First, I cannot tell a lie. I started this book in the summer of 2017 but my own laziness that summer in reading was heightened when the print copy of the book was due back to the library before I finished. Sometime in the early spring of this year, I prowled through my library’s ebook collection and lo! Jane Steele was available to check out. Again, laziness intervened and finally, I gave myself a stern talking on checking out titles and not reading them, sat myself down and read. (I read seven books the week we were on vacation in May. Feast or famine!) I am kicking myself for not finishing this last year!
Jane Steele tells the story of Jane Steele whose life runs parallel to Jane Eyre’s. Once Jane Steele’s father dies, she and her mother are whisked from their grand house by Jane’s aunt and creepy son to a small cottage on the property. One day, Jane accidentally kills her cousin who attempts to rape her and not long after, Jane’s mother succumbs to her madness from long held grief and dies. While the house was to be inherited by Jane upon her father’s demise when Jane was a toddler, her mother leaves behind no document or paperwork listing as such. Jane is shuttled off to a girl’s school where she accidentally murders the head teacher and this is when the story takes off.
When you think “Jane Eyre mixed with serial killers” as a pause in the material you will read, I can assure you it’s not as trite as it sounds. Faye takes very good care in honoring Jane Eyre, in fact, Jane Steele mentions much throughout the book Jane Eyre is her favorite novel and quotes from the book begin each chapter as well as Steele’s fondness for noting the parallels in their lives.
It’s meta upon meta.
Steele, for I must call her that to prevent further confusion, pulls herself up by her proverbial bootstraps, killing others until her body count is up to five, and attempts to win back her home. She changes her last name and presents herself as a governess to the new lord of the manor, Mr. Thornfield, for Thornfield’s adopted charge. The secrets that bound Thornfield are not a mad woman in an attic, but PTSD of sorts as well as secrets from his time in the Punjabi war. Coupled with Steele’s secrets including those dastardly murders of hers, Steele must reconcile her feelings for Thornfield along with her past. Will he accept her if he knows she’s a murderess?
You might be thinking, “No! She’s a murderess!” which yes, she is but she has very good reason to do so. She’s not a female Jack the Ripper but rather she kills accidentally and for good reason. Sorta like Dexter.
Jane Steele‘s subtitle is A Confession which it very much is with occasionally breaking the fourth wall as the story progresses. This plot device does not feel contrived or heavy-handed which was a bit of concern when I started reading and I was relieved to find out Faye handled that device with deft and care.

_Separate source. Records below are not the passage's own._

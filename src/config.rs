//! Chip variant parameters.

use crate::address;
use core::fmt;

/// Which buffer-to-page program opcodes to use.
///
/// AT45 parts offer two ways to commit an SRAM buffer to a main memory page.
#[derive(Debug, Clone, Copy, PartialEq, Eq)]
pub enum Commit {
    /// Buffer to page program with built-in erase (`0x83` / `0x86`).
    WithErase,
    /// Buffer to page program without built-in erase (`0x88` / `0x89`).
    ///
    /// Faster, but the target pages must have been erased beforehand, e.g.
    /// with [`Stripe::erase_pages`](crate::Stripe::erase_pages).
    PreErased,
}

/// Invalid chip variant parameters passed to [`Config::new`].
#[derive(Debug, Clone, Copy, PartialEq, Eq)]
pub enum ConfigError {
    /// The page size is zero or does not fit below the address shift.
    PageSize,
    /// The shift is below 8, or the page index does not fit in 24 address bits.
    AddressWidth,
    /// A sector must contain at least one page.
    SectorSize,
}

impl fmt::Display for ConfigError {
    fn fmt(&self, f: &mut fmt::Formatter<'_>) -> fmt::Result {
        f.write_str(match self {
            ConfigError::PageSize => "page size does not fit the address layout",
            ConfigError::AddressWidth => "page address does not fit in 24 bits",
            ConfigError::SectorSize => "sector size must be at least one page",
        })
    }
}

/// Geometry and command set of one DataFlash variant.
///
/// A `Config` is validated once when it is built and cannot be changed
/// afterwards, so the page size can't change in the middle of a session.
#[derive(Debug, Clone, Copy, PartialEq, Eq)]
pub struct Config {
    page_size: u16,
    page_shift: u8,
    address_bits: u8,
    pages_per_sector: u16,
    commit: Commit,
}

impl Config {
    /// AT45DB041D, standard 264-byte pages.
    pub const AT45DB041D: Config = Config {
        page_size: 264,
        page_shift: 9,
        address_bits: 11,
        pages_per_sector: 256,
        commit: Commit::WithErase,
    };

    /// AT45DB081D, standard 264-byte pages.
    pub const AT45DB081D: Config = Config {
        page_size: 264,
        page_shift: 9,
        address_bits: 12,
        pages_per_sector: 256,
        commit: Commit::WithErase,
    };

    /// AT45DB161D, standard 528-byte pages.
    pub const AT45DB161D: Config = Config {
        page_size: 528,
        page_shift: 10,
        address_bits: 12,
        pages_per_sector: 256,
        commit: Commit::WithErase,
    };

    /// 512-byte pages behind a 10 bit shift and 4096 pages, committed to
    /// pre-erased pages.
    ///
    /// This is the layout used by the usual AT45DB161 data logger setups that
    /// erase the log area up front and then stream into it.
    pub const AT45DB161D_BINARY: Config = Config {
        page_size: 512,
        page_shift: 10,
        address_bits: 12,
        pages_per_sector: 256,
        commit: Commit::PreErased,
    };

    /// Builds a custom configuration.
    ///
    /// # Parameters
    ///
    /// * `page_size`: Bytes per page (and per SRAM buffer).
    /// * `page_shift`: Number of don't-care bits below the page index in the
    ///   24-bit address. Must be at least 8.
    /// * `address_bits`: Width of the page index; the chip has
    ///   `1 << address_bits` pages.
    /// * `pages_per_sector`: Pages erased by one sector erase.
    /// * `commit`: Which buffer-to-page opcodes to use.
    pub fn new(
        page_size: u16,
        page_shift: u8,
        address_bits: u8,
        pages_per_sector: u16,
        commit: Commit,
    ) -> Result<Self, ConfigError> {
        if page_shift < 8 || address_bits == 0 || address_bits > 15 {
            return Err(ConfigError::AddressWidth);
        }
        if u32::from(page_shift) + u32::from(address_bits) > 24 {
            return Err(ConfigError::AddressWidth);
        }
        if page_size == 0 || u32::from(page_size) > 1 << page_shift {
            return Err(ConfigError::PageSize);
        }
        if pages_per_sector == 0 || u32::from(pages_per_sector) > 1 << address_bits {
            return Err(ConfigError::SectorSize);
        }

        Ok(Config {
            page_size,
            page_shift,
            address_bits,
            pages_per_sector,
            commit,
        })
    }

    /// Returns this configuration with a different commit mode.
    pub fn with_commit(mut self, commit: Commit) -> Self {
        self.commit = commit;
        self
    }

    /// Bytes per page.
    pub fn page_size(&self) -> u16 {
        self.page_size
    }

    /// Number of don't-care bits below the page index.
    pub fn page_shift(&self) -> u8 {
        self.page_shift
    }

    /// Number of pages in the main memory array.
    pub fn page_count(&self) -> u32 {
        1 << self.address_bits
    }

    /// Pages per erase sector.
    pub fn pages_per_sector(&self) -> u16 {
        self.pages_per_sector
    }

    /// Number of erase sectors.
    pub fn sector_count(&self) -> u32 {
        let per_sector = u32::from(self.pages_per_sector);
        self.page_count() / per_sector + (self.page_count() % per_sector != 0) as u32
    }

    pub fn commit(&self) -> Commit {
        self.commit
    }

    /// Whether `page` is inside the main memory array.
    pub fn contains(&self, page: u16) -> bool {
        u32::from(page) < self.page_count()
    }

    /// Encodes `page` for a page command, or `None` if it's out of range.
    pub fn encode_page(&self, page: u16) -> Option<[u8; 3]> {
        if self.contains(page) {
            Some(address::encode(page, self.page_shift))
        } else {
            None
        }
    }
}

#[cfg(test)]
mod tests {
    use super::*;

    #[test]
    fn presets_are_valid() {
        for preset in &[
            Config::AT45DB041D,
            Config::AT45DB081D,
            Config::AT45DB161D,
            Config::AT45DB161D_BINARY,
        ] {
            let rebuilt = Config::new(
                preset.page_size,
                preset.page_shift,
                preset.address_bits,
                preset.pages_per_sector,
                preset.commit,
            );
            assert_eq!(rebuilt, Ok(*preset));
        }
    }

    #[test]
    fn rejects_bad_geometry() {
        assert_eq!(
            Config::new(512, 7, 12, 256, Commit::WithErase),
            Err(ConfigError::AddressWidth)
        );
        assert_eq!(
            Config::new(512, 10, 15, 256, Commit::WithErase),
            Err(ConfigError::AddressWidth)
        );
        assert_eq!(
            Config::new(0, 10, 12, 256, Commit::WithErase),
            Err(ConfigError::PageSize)
        );
        assert_eq!(
            Config::new(528, 9, 12, 256, Commit::WithErase),
            Err(ConfigError::PageSize)
        );
        assert_eq!(
            Config::new(264, 9, 4, 0, Commit::WithErase),
            Err(ConfigError::SectorSize)
        );
    }

    #[test]
    fn page_range() {
        let config = Config::AT45DB041D;
        assert_eq!(config.page_count(), 2048);
        assert_eq!(config.sector_count(), 8);
        assert!(config.contains(2047));
        assert!(!config.contains(2048));
        assert_eq!(config.encode_page(2048), None);
        assert_eq!(config.encode_page(1), Some([0x00, 0x02, 0x00]));
    }
}
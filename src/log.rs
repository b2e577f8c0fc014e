//! Crate-internal logging macros.
//!
//! With the `log` feature enabled these forward to the [`log`] crate. Without
//! it they expand to nothing, so `no_std` users don't pull in a logger.

#![allow(unused_macros)]

#[cfg(feature = "log")]
macro_rules! trace {
    ($($arg:tt)+) => { ::log::trace!($($arg)+) };
}

#[cfg(feature = "log")]
macro_rules! debug {
    ($($arg:tt)+) => { ::log::debug!($($arg)+) };
}

#[cfg(feature = "log")]
macro_rules! info {
    ($($arg:tt)+) => { ::log::info!($($arg)+) };
}

#[cfg(feature = "log")]
macro_rules! warn {
    ($($arg:tt)+) => { ::log::warn!($($arg)+) };
}

#[cfg(not(feature = "log"))]
macro_rules! trace {
    ($($arg:tt)+) => {};
}

#[cfg(not(feature = "log"))]
macro_rules! debug {
    ($($arg:tt)+) => {};
}

#[cfg(not(feature = "log"))]
macro_rules! info {
    ($($arg:tt)+) => {};
}

#[cfg(not(feature = "log"))]
macro_rules! warn {
    ($($arg:tt)+) => {};
}
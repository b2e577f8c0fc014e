//! An in-memory model of AT45 chips sharing one SPI bus, for unit tests.
//!
//! The model decodes frames byte by byte like the real part: buffer reads and
//! writes stream while chip-select is held, page/erase commands run when
//! chip-select is released. Main memory behaves like NOR flash, so a program
//! without built-in erase can only clear bits.

use crate::command::{Opcode, CHIP_ERASE};
use crate::{address, Config};
use embedded_hal::blocking::spi::Transfer;
use embedded_hal::digital::v2::OutputPin;
use std::cell::RefCell;
use std::collections::HashMap;
use std::convert::Infallible;
use std::rc::Rc;

const DENSITY_16M: u8 = 0b1011 << 2;

#[derive(Debug, Default)]
struct Chip {
    selected: bool,
    frame: Vec<u8>,
    buffers: [Vec<u8>; 2],
    pages: HashMap<u16, Vec<u8>>,
    frames: Vec<Vec<u8>>,
    absent: bool,
    stuck: bool,
    busy_polls: u32,
    program_polls: u32,
}

#[derive(Debug)]
struct State {
    config: Config,
    chips: Vec<Chip>,
    /// Completed frames of all chips in bus order.
    history: Vec<(usize, Vec<u8>)>,
    contention: bool,
}

impl State {
    fn page_size(&self) -> usize {
        usize::from(self.config.page_size())
    }

    fn page_of(&self, frame: &[u8]) -> u16 {
        let page = address::decode([frame[1], frame[2], frame[3]], self.config.page_shift());
        assert!(self.config.contains(page), "page {} out of range", page);
        page
    }

    fn status(&mut self, index: usize) -> u8 {
        let binary = self.config.page_size().is_power_of_two() as u8;
        let chip = &mut self.chips[index];
        let ready = if chip.stuck {
            false
        } else if chip.busy_polls > 0 {
            chip.busy_polls -= 1;
            false
        } else {
            true
        };
        (ready as u8) << 7 | DENSITY_16M | binary
    }

    /// Handles byte `i` of the current frame on chip `index`, returning MISO.
    fn exchange(&mut self, index: usize, mosi: u8) -> u8 {
        let page_size = self.page_size();
        if self.chips[index].absent {
            return 0xFF;
        }
        self.chips[index].frame.push(mosi);
        let frame = &self.chips[index].frame;
        let i = frame.len() - 1;
        let opcode = frame[0];
        let offset = |frame: &[u8]| usize::from(frame[2]) << 8 | usize::from(frame[3]);

        if opcode == Opcode::ReadStatus as u8 && i >= 1 {
            return self.status(index);
        }
        if opcode == Opcode::ReadId as u8 && (1..=4).contains(&i) {
            return [0x1F, 0x26, 0x00, 0x00][i - 1];
        }
        if opcode == Opcode::ReadSecurity as u8 && i >= 4 {
            return (i - 4) as u8;
        }
        if (opcode == Opcode::Buf1Read as u8 || opcode == Opcode::Buf2Read as u8) && i >= 5 {
            let buffer = (opcode == Opcode::Buf2Read as u8) as usize;
            let at = (offset(frame) + i - 5) % page_size;
            return self.chips[index].buffers[buffer][at];
        }
        if (opcode == Opcode::Buf1Write as u8 || opcode == Opcode::Buf2Write as u8) && i >= 4 {
            let buffer = (opcode == Opcode::Buf2Write as u8) as usize;
            let at = (offset(frame) + i - 4) % page_size;
            self.chips[index].buffers[buffer][at] = mosi;
        }
        0
    }

    /// Runs the command in the frame that just ended on chip `index`.
    fn execute(&mut self, index: usize) {
        let frame = std::mem::take(&mut self.chips[index].frame);
        if frame.is_empty() {
            return;
        }
        let page_size = self.page_size();
        let erased = vec![0xFF; page_size];
        let opcode = frame[0];
        let mut programmed = true;

        match opcode {
            op if op == Opcode::PageToBuf1 as u8 || op == Opcode::PageToBuf2 as u8 => {
                let page = self.page_of(&frame);
                let chip = &mut self.chips[index];
                let data = chip.pages.get(&page).cloned().unwrap_or(erased);
                chip.buffers[(op == Opcode::PageToBuf2 as u8) as usize] = data;
            }
            op if op == Opcode::Buf1ToPageErase as u8 || op == Opcode::Buf2ToPageErase as u8 => {
                let page = self.page_of(&frame);
                let chip = &mut self.chips[index];
                let data = chip.buffers[(op == Opcode::Buf2ToPageErase as u8) as usize].clone();
                chip.pages.insert(page, data);
            }
            op if op == Opcode::Buf1ToPage as u8 || op == Opcode::Buf2ToPage as u8 => {
                let page = self.page_of(&frame);
                let chip = &mut self.chips[index];
                let buffer = chip.buffers[(op == Opcode::Buf2ToPage as u8) as usize].clone();
                let cells = chip.pages.entry(page).or_insert(erased);
                for (cell, bit) in cells.iter_mut().zip(buffer) {
                    *cell &= bit;
                }
            }
            op if op == Opcode::PageErase as u8 => {
                let page = self.page_of(&frame);
                self.chips[index].pages.remove(&page);
            }
            op if op == Opcode::SectorErase as u8 => {
                let per_sector = self.config.pages_per_sector();
                let sector = self.page_of(&frame) / per_sector;
                self.chips[index]
                    .pages
                    .retain(|page, _| page / per_sector != sector);
            }
            _ if frame == CHIP_ERASE => self.chips[index].pages.clear(),
            _ => programmed = false,
        }

        let chip = &mut self.chips[index];
        if programmed {
            chip.busy_polls = chip.program_polls;
        }
        chip.frames.push(frame.clone());
        self.history.push((index, frame));
    }
}

/// Handle to the simulated bus, used by tests to inspect and poke the chips.
#[derive(Debug, Clone)]
pub struct Sim(Rc<RefCell<State>>);

/// The SPI master side of the simulated bus.
#[derive(Debug)]
pub struct SimSpi(Rc<RefCell<State>>);

/// Chip-select pin of one simulated chip.
#[derive(Debug)]
pub struct SimCs {
    state: Rc<RefCell<State>>,
    index: usize,
}

impl Sim {
    pub fn new(chips: usize, config: Config) -> Self {
        let page_size = usize::from(config.page_size());
        let chips = (0..chips)
            .map(|_| Chip {
                buffers: [vec![0; page_size], vec![0; page_size]],
                ..Chip::default()
            })
            .collect();
        Sim(Rc::new(RefCell::new(State {
            config,
            chips,
            history: Vec::new(),
            contention: false,
        })))
    }

    pub fn spi(&self) -> SimSpi {
        SimSpi(self.0.clone())
    }

    pub fn cs(&self, index: usize) -> SimCs {
        SimCs {
            state: self.0.clone(),
            index,
        }
    }

    pub fn cs_array<const N: usize>(&self) -> [SimCs; N] {
        let mut index = 0;
        [(); N].map(|_| {
            index += 1;
            self.cs(index - 1)
        })
    }

    /// Nothing answers on this chip-select; MISO floats high.
    pub fn set_absent(&self, index: usize, absent: bool) {
        self.0.borrow_mut().chips[index].absent = absent;
    }

    /// The chip never reports ready again.
    pub fn set_stuck(&self, index: usize, stuck: bool) {
        self.0.borrow_mut().chips[index].stuck = stuck;
    }

    /// The next `polls` status reads report busy.
    pub fn set_busy_polls(&self, index: usize, polls: u32) {
        self.0.borrow_mut().chips[index].busy_polls = polls;
    }

    /// Every program or erase keeps the chip busy for `polls` status reads.
    pub fn set_program_polls(&self, index: usize, polls: u32) {
        self.0.borrow_mut().chips[index].program_polls = polls;
    }

    pub fn is_selected(&self, index: usize) -> bool {
        self.0.borrow().chips[index].selected
    }

    /// Whether two chips were ever selected at the same time.
    pub fn contention(&self) -> bool {
        self.0.borrow().contention
    }

    /// Completed frames sent to chip `index`.
    pub fn frames(&self, index: usize) -> Vec<Vec<u8>> {
        self.0.borrow().chips[index].frames.clone()
    }

    /// Number of completed frames with `opcode` sent to chip `index`.
    pub fn count(&self, index: usize, opcode: u8) -> usize {
        self.0.borrow().chips[index]
            .frames
            .iter()
            .filter(|frame| frame[0] == opcode)
            .count()
    }

    /// `(chip, page)` of every frame with one of `opcodes`, in bus order.
    pub fn page_commands(&self, opcodes: &[u8]) -> Vec<(usize, u16)> {
        let state = self.0.borrow();
        state
            .history
            .iter()
            .filter(|(_, frame)| opcodes.contains(&frame[0]))
            .map(|(index, frame)| (*index, state.page_of(frame)))
            .collect()
    }

    /// Contents of a main memory page, `0xFF` when erased.
    pub fn page(&self, index: usize, page: u16) -> Vec<u8> {
        let state = self.0.borrow();
        state.chips[index]
            .pages
            .get(&page)
            .cloned()
            .unwrap_or_else(|| vec![0xFF; state.page_size()])
    }

    pub fn set_page(&self, index: usize, page: u16, data: &[u8]) {
        let mut state = self.0.borrow_mut();
        assert_eq!(data.len(), state.page_size());
        state.chips[index].pages.insert(page, data.to_vec());
    }

    /// Number of pages that are not erased.
    pub fn written_pages(&self, index: usize) -> usize {
        self.0.borrow().chips[index].pages.len()
    }

    pub fn buffer(&self, index: usize, buffer: usize) -> Vec<u8> {
        self.0.borrow().chips[index].buffers[buffer].clone()
    }
}

impl Transfer<u8> for SimSpi {
    type Error = Infallible;

    fn transfer<'w>(&mut self, words: &'w mut [u8]) -> Result<&'w [u8], Infallible> {
        let mut state = self.0.borrow_mut();
        for word in words.iter_mut() {
            let selected: Vec<usize> = (0..state.chips.len())
                .filter(|&index| state.chips[index].selected)
                .collect();
            *word = match selected.as_slice() {
                [index] => state.exchange(*index, *word),
                [] => 0xFF,
                _ => {
                    state.contention = true;
                    0xFF
                }
            };
        }
        Ok(words)
    }
}

impl OutputPin for SimCs {
    type Error = Infallible;

    fn set_low(&mut self) -> Result<(), Infallible> {
        let mut state = self.state.borrow_mut();
        let chip = &mut state.chips[self.index];
        if !chip.selected {
            chip.selected = true;
            chip.frame.clear();
        }
        Ok(())
    }

    fn set_high(&mut self) -> Result<(), Infallible> {
        let mut state = self.state.borrow_mut();
        if state.chips[self.index].selected {
            state.chips[self.index].selected = false;
            state.execute(self.index);
        }
        Ok(())
    }
}
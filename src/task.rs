use async_trait::async_trait;
use std::fmt;
use std::future::Future;
use std::sync::Arc;

/// An opaque unit of work. `Ok(())` means success, any error is a failed attempt.
#[async_trait]
pub trait Work: Send + Sync {
    async fn run(&self) -> anyhow::Result<()>;
}

#[async_trait]
impl<F, Fut> Work for F
where
    F: Fn() -> Fut + Send + Sync,
    Fut: Future<Output = anyhow::Result<()>> + Send + 'static,
{
    async fn run(&self) -> anyhow::Result<()> {
        (self)().await
    }
}

/// A named unit of work plus the names of the tasks it must run after.
///
/// Retry is applied by the runner, never by the task itself, so one task
/// definition can be driven under different policies.
#[derive(Clone)]
pub struct Task {
    name: String,
    work: Arc<dyn Work>,
    dependencies: Vec<String>,
}

impl Task {
    pub fn new<W>(name: impl Into<String>, work: W, dependencies: &[&str]) -> Self
    where
        W: Work + 'static,
    {
        Self::from_arc(
            name,
            Arc::new(work),
            dependencies.iter().map(|d| d.to_string()),
        )
    }

    pub fn from_arc(
        name: impl Into<String>,
        work: Arc<dyn Work>,
        dependencies: impl IntoIterator<Item = String>,
    ) -> Self {
        // ordered set: keep first occurrence
        let mut deps: Vec<String> = Vec::new();
        for dep in dependencies {
            if !deps.contains(&dep) {
                deps.push(dep);
            }
        }

        Self {
            name: name.into(),
            work,
            dependencies: deps,
        }
    }

    pub fn name(&self) -> &str {
        &self.name
    }

    pub fn dependencies(&self) -> &[String] {
        &self.dependencies
    }

    pub async fn run(&self) -> anyhow::Result<()> {
        self.work.run().await
    }
}

impl fmt::Debug for Task {
    fn fmt(&self, f: &mut fmt::Formatter<'_>) -> fmt::Result {
        f.debug_struct("Task")
            .field("name", &self.name)
            .field("dependencies", &self.dependencies)
            .finish_non_exhaustive()
    }
}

The book comes in at a hefty 500 pages which can be daunting to some but I promise the story will fly by quick. Steele is very much a character with whom you can empathize and hell, even cheer for. For its originality, character development, and unique take on Jane Eyre, I highly, highly recommend this book.
(I cannot leave this post off without quoting the following from the author’s note in the book because I genuinely lol’d
…if (Emily) Brontë lived today, it wouldn’t be impossible to picture her replying to troll tweets and one-star Amazon reviews…)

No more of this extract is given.